Un Poux dans la tête

La grande Histoire de la Coupe du monde retiendra surtout l’abnégation de cette belle équipe d’Angleterre, qui y a cru jusqu’au bout après avoir lâché en première mi-temps autant de ballons que pendant toute sa campagne victorieuse de 2003. Wilkinson était déjà là et on se demande aujourd’hui s’il vaut mieux avoir à l’ouverture un faraud avec deux matches dans les jambes à ce poste ou un autre qui en a joué cinquante de trop ? Toby Flood a bien une idée, mais ses copains préfèrent le lancer de nains et Ashton réserve son plongeon Superman pour la partouze de ce soir.

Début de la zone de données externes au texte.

//! The proxy lifecycle (C8): the `ProxyHttp` implementation pingora drives
//! per request, wired to the routing engine's published table.

pub mod context;
pub mod lifecycle;
pub mod upgrade;

use std::sync::Arc;
use std::time::Duration;

use async_trait::async_trait;
use pingora::prelude::HttpPeer;
use pingora_http::{RequestHeader, ResponseHeader};
use pingora_proxy::{ProxyHttp, Session};

use crate::endpoint::{EndpointRegistry, Outcome};
use crate::engine::RoutingEngine;

pub use context::FilterContext;
use lifecycle::LifecycleConfig;

/// Backend connection timeouts applied to every `HttpPeer` this proxy
/// builds, sourced from `skipper_config::Config`'s `*_backend` fields.
#[derive(Debug, Clone, Copy)]
pub struct PeerTimeouts {
    pub connection_timeout: Duration,
    pub read_timeout: Duration,
    pub write_timeout: Duration,
    pub idle_timeout: Duration,
}

/// Top-level `ProxyHttp` service: one per listener, shared across every
/// request it serves.
pub struct SkipperProxy {
    engine: Arc<RoutingEngine>,
    endpoint_registry: Arc<EndpointRegistry>,
    lifecycle: LifecycleConfig,
    timeouts: PeerTimeouts,
    experimental_upgrade: bool,
}

impl SkipperProxy {
    pub fn new(
        engine: Arc<RoutingEngine>,
        endpoint_registry: Arc<EndpointRegistry>,
        max_loopbacks: u32,
        default_http_status: u16,
        timeouts: PeerTimeouts,
        experimental_upgrade: bool,
    ) -> Self {
        Self {
            engine,
            endpoint_registry,
            lifecycle: LifecycleConfig {
                max_loopbacks,
                default_http_status,
            },
            timeouts,
            experimental_upgrade,
        }
    }
}

#[async_trait]
impl ProxyHttp for SkipperProxy {
    type CTX = FilterContext;

    fn new_ctx(&self) -> Self::CTX {
        FilterContext::new(self.engine.table(), self.endpoint_registry.clone())
    }

    async fn request_filter(&self, session: &mut Session, ctx: &mut Self::CTX) -> pingora::Result<bool>
    where
        Self::CTX: Send + Sync,
    {
        lifecycle::run_request_phase(session, ctx, &self.lifecycle).await
    }

    async fn upstream_peer(
        &self,
        _session: &mut Session,
        ctx: &mut Self::CTX,
    ) -> pingora::Result<Box<HttpPeer>> {
        let resolved = ctx
            .resolved_peer
            .take()
            .ok_or_else(|| pingora::Error::new(pingora::ErrorType::HTTPStatus(502)))?;

        let mut peer = HttpPeer::new(resolved.address, resolved.tls, resolved.sni);
        peer.options.connection_timeout = Some(self.timeouts.connection_timeout);
        peer.options.read_timeout = Some(self.timeouts.read_timeout);
        peer.options.write_timeout = Some(self.timeouts.write_timeout);
        peer.options.idle_timeout = Some(self.timeouts.idle_timeout);
        Ok(Box::new(peer))
    }

    async fn upstream_request_filter(
        &self,
        session: &mut Session,
        header: &mut RequestHeader,
        ctx: &mut Self::CTX,
    ) -> pingora::Result<()> {
        let preserve_upgrade = self.experimental_upgrade && upgrade::is_upgrade_request(&header.headers);
        ctx.preserve_upgrade = preserve_upgrade;
        if !preserve_upgrade {
            lifecycle::strip_hop_by_hop(&mut header.headers);
        }

        if let Some(host) = &ctx.outgoing_host {
            header.insert_header("host", host)?;
        }

        let _ = session;
        Ok(())
    }

    fn upstream_response_filter(
        &self,
        session: &mut Session,
        upstream_response: &mut ResponseHeader,
        ctx: &mut Self::CTX,
    ) -> pingora::Result<()> {
        ctx.upstream_status = Some(upstream_response.status().as_u16());
        lifecycle::run_response_phase(session, upstream_response, ctx)?;
        if !ctx.preserve_upgrade {
            lifecycle::strip_hop_by_hop(&mut upstream_response.headers);
        }
        Ok(())
    }

    /// Last hook pingora calls for every request, success or failure (spec.md
    /// §4.4's passive-health input and §4.7 step 6's access log). Reports the
    /// upstream outcome for whichever endpoint this exchange's
    /// `LoadBalanced` dispatch selected, releases its in-flight slot, and
    /// emits the access-log line.
    async fn logging(&self, _session: &mut Session, error: Option<&pingora::Error>, ctx: &mut Self::CTX)
    where
        Self::CTX: Send + Sync,
    {
        if let Some(guard) = ctx.in_flight.take() {
            let outcome = classify_outcome(ctx.upstream_status, error);
            guard.endpoint_state().record(outcome);
        }

        let status = ctx.upstream_status.or(ctx.response_status).unwrap_or(0);
        let latency_ms = ctx.started_at.elapsed().as_millis();
        let route_id = ctx.route_id.as_deref().unwrap_or("-");
        match error {
            Some(err) => tracing::warn!(route_id, status, latency_ms, %err, "request failed"),
            None => tracing::info!(route_id, status, latency_ms, "request completed"),
        }
    }
}

fn classify_outcome(status: Option<u16>, error: Option<&pingora::Error>) -> Outcome {
    if let Some(e) = error {
        return match e.etype {
            pingora::ErrorType::ConnectTimedout
            | pingora::ErrorType::ReadTimedout
            | pingora::ErrorType::WriteTimedout => Outcome::Timeout,
            _ => Outcome::NetworkError,
        };
    }
    match status {
        Some(code) if code >= 500 => Outcome::Http5xx,
        _ => Outcome::Success,
    }
}
//! Fade-in ramp (spec.md §4.5): a newly seen endpoint is selected with
//! probability `((now-t0)/d)^exponent` during `[t0, t0+d]`; applied as a
//! post-filter on every algorithm's selection.

use std::time::{Duration, Instant};

use rand::Rng;

use crate::endpoint::EndpointState;

pub const DEFAULT_EXPONENT: f64 = 1.0;

/// Returns true if the fade-in coin flip says "skip this endpoint and
/// re-select". Endpoints with no configured fade-in window, or past it, are
/// never skipped.
pub fn should_skip(state: &EndpointState, fade_in_duration: Duration, exponent: f64) -> bool {
    if fade_in_duration.is_zero() {
        return false;
    }
    let Some(t0) = state.fade_in_start() else {
        return false;
    };
    let elapsed = Instant::now().saturating_duration_since(t0);
    if elapsed >= fade_in_duration {
        return false;
    }
    let ratio = elapsed.as_secs_f64() / fade_in_duration.as_secs_f64();
    let probability = ratio.powf(exponent);
    rand::rng().random::<f64>() >= probability
}
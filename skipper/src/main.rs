//! Process entry point. Thin by design: all bootstrap/run logic lives in
//! `app_context`, which the rest of this crate is tested against directly.

use std::sync::Arc;

use skipper::app_context::AppContext;
use skipper::engine::DataClient;

fn main() {
    tracing_subscriber::fmt().with_thread_ids(true).init();

    let sources: Vec<Arc<dyn DataClient>> = Vec::new();

    let result = AppContext::bootstrap(sources).and_then(AppContext::run);
    if let Err(err) = result {
        tracing::error!("{err:?}");
        std::process::exit(1);
    }
}
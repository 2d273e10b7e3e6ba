//! HTTP Upgrade (`Connection: Upgrade`, e.g. WebSocket) support, gated by
//! `Config::experimental_upgrade` (spec.md §4.7 edge case).
//!
//! pingora-proxy already does the bidirectional byte-pipe copy once a
//! request carrying `Connection: Upgrade` reaches an upstream that answers
//! `101 Switching Protocols` - our only job is to not strip the headers
//! that negotiate it, which the hop-by-hop stripping pass would otherwise
//! do unconditionally.

use http::HeaderMap;

/// True if `headers` carries `Connection: Upgrade` (case-insensitively,
/// among any other connection tokens).
pub fn is_upgrade_request(headers: &HeaderMap) -> bool {
    headers
        .get(http::header::CONNECTION)
        .and_then(|v| v.to_str().ok())
        .is_some_and(|v| v.split(',').any(|tok| tok.trim().eq_ignore_ascii_case("upgrade")))
}

#[cfg(test)]
mod tests {
    use super::*;

    #[test]
    fn detects_connection_upgrade() {
        let mut headers = HeaderMap::new();
        headers.insert(http::header::CONNECTION, "Upgrade".parse().unwrap());
        assert!(is_upgrade_request(&headers));
    }

    #[test]
    fn ignores_unrelated_connection_values() {
        let mut headers = HeaderMap::new();
        headers.insert(http::header::CONNECTION, "keep-alive".parse().unwrap());
        assert!(!is_upgrade_request(&headers));
    }
}
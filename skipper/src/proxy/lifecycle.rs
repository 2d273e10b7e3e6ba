//! The request lifecycle (C8): match, run request-phase filters, dispatch
//! to a backend, looping on `<loopback>` - all inside one `request_filter`
//! call, since pingora only invokes `upstream_peer` once `request_filter`
//! returns `Ok(false)` (spec.md §4.7).

use bytes::Bytes;
use pingora_http::ResponseHeader;
use pingora_proxy::Session;

use crate::balancer::SelectionKey;
use crate::route::{Backend, EndpointScheme, FilterInstance, RequestInfo};

use super::context::{FilterContext, ResolvedPeer};

/// Tunables the lifecycle needs that don't belong on a per-request context.
pub struct LifecycleConfig {
    pub max_loopbacks: u32,
    pub default_http_status: u16,
}

/// Runs the request phase: match, filter chain, backend dispatch, looping
/// on `<loopback>`. Returns `Ok(true)` when the exchange is already served
/// (shunt, filter-produced response, or an error status) and `Ok(false)`
/// when `ctx.resolved_peer` is set and pingora should proceed to
/// `upstream_peer`.
pub async fn run_request_phase(
    session: &mut Session,
    ctx: &mut FilterContext,
    config: &LifecycleConfig,
) -> pingora::Result<bool> {
    loop {
        let table = ctx.table.clone();
        let req = request_info(session);
        let matched = table.match_request(&req);

        let Some((route, params)) = matched else {
            respond(session, config.default_http_status, None).await?;
            return Ok(true);
        };

        ctx.route_id = Some(route.id.clone());
        ctx.path_params = params;

        let mut ran = 0usize;
        for instance in &route.filters {
            match instance.filter.request(session, ctx).await {
                Ok(true) => {
                    ran += 1;
                    ctx.served = true;
                    break;
                }
                Ok(false) => ran += 1,
                Err(err) => return Err(err),
            }
        }

        // A filter (e.g. a rejected scheduler admission) served the
        // exchange itself. Every filter whose request phase ran, including
        // the one that served it, still gets its response phase: spec.md
        // §4.7's filter chains run request and response phases in matched
        // multisets, not just on the success path.
        if ctx.served {
            finish_served(session, ctx, &route.filters[..ran], config).await?;
            return Ok(true);
        }

        match &route.backend {
            Backend::Shunt => {
                ctx.served = true;
                finish_served(session, ctx, &route.filters[..ran], config).await?;
                return Ok(true);
            }
            Backend::Loopback => {
                ctx.loop_count += 1;
                if ctx.loop_count > config.max_loopbacks {
                    session.downstream_session.respond_error(500).await?;
                    return Ok(true);
                }
                continue;
            }
            Backend::Network(uri) => {
                ctx.resolved_peer = Some(resolved_peer_from_uri(uri, ctx.outgoing_host.clone()));
                return Ok(false);
            }
            Backend::Dynamic => {
                let target = match ctx.get_state("dynamic_target").and_then(|v| match v {
                    super::context::StateValue::Str(s) => s.parse::<http::Uri>().ok(),
                    _ => None,
                }) {
                    Some(uri) => uri,
                    None => {
                        session.downstream_session.respond_error(502).await?;
                        return Ok(true);
                    }
                };
                ctx.resolved_peer = Some(resolved_peer_from_uri(&target, ctx.outgoing_host.clone()));
                return Ok(false);
            }
            Backend::LoadBalanced(lb) => {
                let path = req.uri.path().to_string();
                let key = SelectionKey {
                    client_addr: req.client_addr.map(|addr| addr.ip()),
                    path: &path,
                };
                let idx = lb.balancer.select(&lb.endpoints, &ctx.endpoint_registry, &key);
                let descriptor = &lb.endpoints[idx];
                let state = ctx.endpoint_registry.get_or_create(descriptor);
                ctx.in_flight = Some(state.acquire());
                ctx.resolved_peer = Some(ResolvedPeer {
                    address: format!("{}:{}", descriptor.host, descriptor.port),
                    tls: matches!(descriptor.scheme, EndpointScheme::Https),
                    sni: descriptor.host.clone(),
                });
                return Ok(false);
            }
        }
    }
}

/// Runs the response phase in reverse declaration order for the route that
/// served this exchange (spec.md §4.7 step 6). A no-op if no route matched
/// (e.g. the default-status response was synthesized before any route was
/// selected).
pub fn run_response_phase(
    session: &mut Session,
    response: &mut ResponseHeader,
    ctx: &mut FilterContext,
) -> pingora::Result<()> {
    let Some(route_id) = ctx.route_id.clone() else {
        return Ok(());
    };
    let table = ctx.table.clone();
    let Some(route) = table.routes().iter().find(|r| r.id == route_id) else {
        return Ok(());
    };
    for instance in route.filters.iter().rev() {
        instance.filter.response(session, response, ctx)?;
    }
    Ok(())
}

fn resolved_peer_from_uri(uri: &http::Uri, outgoing_host: Option<String>) -> ResolvedPeer {
    let tls = uri.scheme_str() == Some("https");
    let host = uri.host().unwrap_or_default();
    let port = uri.port_u16().unwrap_or(if tls { 443 } else { 80 });
    ResolvedPeer {
        address: format!("{host}:{port}"),
        tls,
        sni: outgoing_host.unwrap_or_else(|| host.to_string()),
    }
}

fn request_info<'a>(session: &'a Session) -> RequestInfo<'a> {
    let header = session.req_header();
    RequestInfo {
        method: &header.method,
        uri: &header.uri,
        headers: &header.headers,
        client_addr: session.client_addr().and_then(|addr| addr.as_inet()).copied(),
    }
}

async fn respond(session: &mut Session, status: u16, body: Option<Bytes>) -> pingora::Result<()> {
    let code = http::StatusCode::from_u16(status).unwrap_or(http::StatusCode::NOT_FOUND);
    let response = ResponseHeader::build(code, Some(1))?;
    session
        .downstream_session
        .write_response_header(Box::new(response))
        .await?;
    session
        .downstream_session
        .write_response_body(body.unwrap_or_default(), true)
        .await?;
    Ok(())
}

/// Builds and writes the response for an exchange served without reaching
/// an upstream (`<shunt>`, or a filter that rejected the request), running
/// the response phase in reverse order over exactly the filters whose
/// request phase ran this iteration first, so `status(...)`/`inlineContent`
/// and friends can still shape the outcome.
async fn finish_served(
    session: &mut Session,
    ctx: &mut FilterContext,
    filters: &[FilterInstance],
    config: &LifecycleConfig,
) -> pingora::Result<()> {
    let status = ctx.response_status.unwrap_or(config.default_http_status);
    let code = http::StatusCode::from_u16(status).unwrap_or(http::StatusCode::NOT_FOUND);
    let mut response = ResponseHeader::build(code, Some(1))?;
    for instance in filters.iter().rev() {
        instance.filter.response(session, &mut response, ctx)?;
    }
    let body = ctx.response_body.clone().unwrap_or_default();
    session
        .downstream_session
        .write_response_header(Box::new(response))
        .await?;
    session.downstream_session.write_response_body(body, true).await?;
    Ok(())
}

/// Headers that never travel across a hop (RFC 7230 §6.1), plus whatever
/// the incoming `Connection` header names.
const HOP_BY_HOP: &[&str] = &[
    "connection",
    "proxy-connection",
    "keep-alive",
    "proxy-authenticate",
    "proxy-authorization",
    "te",
    "trailer",
    "transfer-encoding",
    "upgrade",
];

/// Strips hop-by-hop headers from `headers` in place (spec.md §4.7 step 5).
pub fn strip_hop_by_hop(headers: &mut http::HeaderMap) {
    let mut extra: Vec<String> = Vec::new();
    if let Some(connection) = headers.get(http::header::CONNECTION) {
        if let Ok(value) = connection.to_str() {
            extra.extend(value.split(',').map(|s| s.trim().to_lowercase()));
        }
    }

    for name in HOP_BY_HOP.iter().map(|s| s.to_string()).chain(extra) {
        headers.remove(name.as_str());
    }
}

#[cfg(test)]
mod tests {
    use super::*;

    #[test]
    fn strip_hop_by_hop_removes_standard_and_named_headers() {
        let mut headers = http::HeaderMap::new();
        headers.insert(http::header::CONNECTION, "keep-alive, X-Custom".parse().unwrap());
        headers.insert("keep-alive", "timeout=5".parse().unwrap());
        headers.insert("x-custom", "value".parse().unwrap());
        headers.insert("content-type", "text/plain".parse().unwrap());

        strip_hop_by_hop(&mut headers);

        assert!(!headers.contains_key(http::header::CONNECTION));
        assert!(!headers.contains_key("keep-alive"));
        assert!(!headers.contains_key("x-custom"));
        assert!(headers.contains_key("content-type"));
    }
}
//! Error types for the analysis core
//!
//! Degenerate input (empty, constant or mismatched arrays) is never an error: the
//! algorithms return empty results for it. Cancellation is not an error either, see
//! [`crate::cancel::Outcome`].

use std::fmt;

/// Errors that can occur during analysis
#[derive(Debug, Clone, PartialEq)]
pub enum AnalysisError {
    /// Invalid input parameters (unknown source id, malformed signal, ...)
    InvalidInput(String),

    /// Invalid configuration, reported where the configuration is validated
    InvalidConfig(String),

    /// Processing error during analysis
    ProcessingError(String),

    /// Numerical error (overflow, non-finite intermediate, etc.)
    NumericalError(String),
}

impl fmt::Display for AnalysisError {
    fn fmt(&self, f: &mut fmt::Formatter<'_>) -> fmt::Result {
        match self {
            AnalysisError::InvalidInput(msg) => write!(f, "Invalid input: {}", msg),
            AnalysisError::InvalidConfig(msg) => write!(f, "Invalid configuration: {}", msg),
            AnalysisError::ProcessingError(msg) => write!(f, "Processing error: {}", msg),
            AnalysisError::NumericalError(msg) => write!(f, "Numerical error: {}", msg),
        }
    }
}

impl std::error::Error for AnalysisError {}

#[cfg(test)]
mod tests {
    use super::*;

    #[test]
    fn test_display_messages() {
        let err = AnalysisError::InvalidConfig("n_mels must be > 1".to_string());
        assert_eq!(err.to_string(), "Invalid configuration: n_mels must be > 1");

        let err = AnalysisError::InvalidInput("unknown source 'drums'".to_string());
        assert!(err.to_string().starts_with("Invalid input"));
    }
}
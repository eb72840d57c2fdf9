//! Display-only transforms
//!
//! Decibel conversion for drawing spectrograms. Nothing in the analysis path consumes
//! these values; thresholds and peak picking always work on linear magnitudes.

use crate::features::Spectrogram2D;

/// Magnitude floor applied before taking the logarithm
const MAGNITUDE_EPSILON: f32 = 1e-10;

/// Convert a magnitude spectrogram to decibels
///
/// Each value becomes `20 * log10(max(m, eps))`, floored at `floor_db`. Zero
/// magnitudes therefore map to `floor_db` instead of negative infinity.
pub fn spectrogram_to_db(spectrogram: &Spectrogram2D, floor_db: f32) -> Spectrogram2D {
    let frames = spectrogram
        .frames
        .iter()
        .map(|frame| {
            frame
                .iter()
                .map(|&m| {
                    let db = 20.0 * m.abs().max(MAGNITUDE_EPSILON).log10();
                    if db.is_nan() {
                        floor_db
                    } else {
                        db.max(floor_db)
                    }
                })
                .collect()
        })
        .collect();

    Spectrogram2D {
        times: spectrogram.times.clone(),
        frames,
    }
}

/// Clamp a decibel value into `[min_db, max_db]`
///
/// NaN maps to `min_db`; swapped bounds are reordered.
pub fn clamp_db(value: f32, min_db: f32, max_db: f32) -> f32 {
    let (lo, hi) = if min_db <= max_db {
        (min_db, max_db)
    } else {
        (max_db, min_db)
    };
    if value.is_nan() {
        lo
    } else {
        value.clamp(lo, hi)
    }
}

Marc Lièvremont, lui, n’aura pas besoin d’échanger son ADN avec les femmes de chambre néo-zélandaises. Son caleçon est déjà bien humide, tant il a apprécié la performance de ses anciens joueurs. Sa stratégie était aussi fine que sa moustache naissante : emmener son équipe au casse-pipe et l’abandonner en cours de compétition pour qu’elle se débrouille toute seule. Il fallait y penser. Harinordoquy était tellement absorbé par ses nouvelles responsabilités de sélectionneur qu’il en a oublié de faire des placages. Mais tant que Dusautoir gardera son oeil du tigre et sa joie si communicative dans la victoire, tant que Rougerie ne se fera pas pénaliser plus de cinq fois par match et tant que Poux aura une colonne vertébrale, la France peut aller très loin dans ce Tournoi des 6 Nations.

Pendant ce temps-là, le Pays de Galles joue et gagne. Ce n’est donc pas incompatible.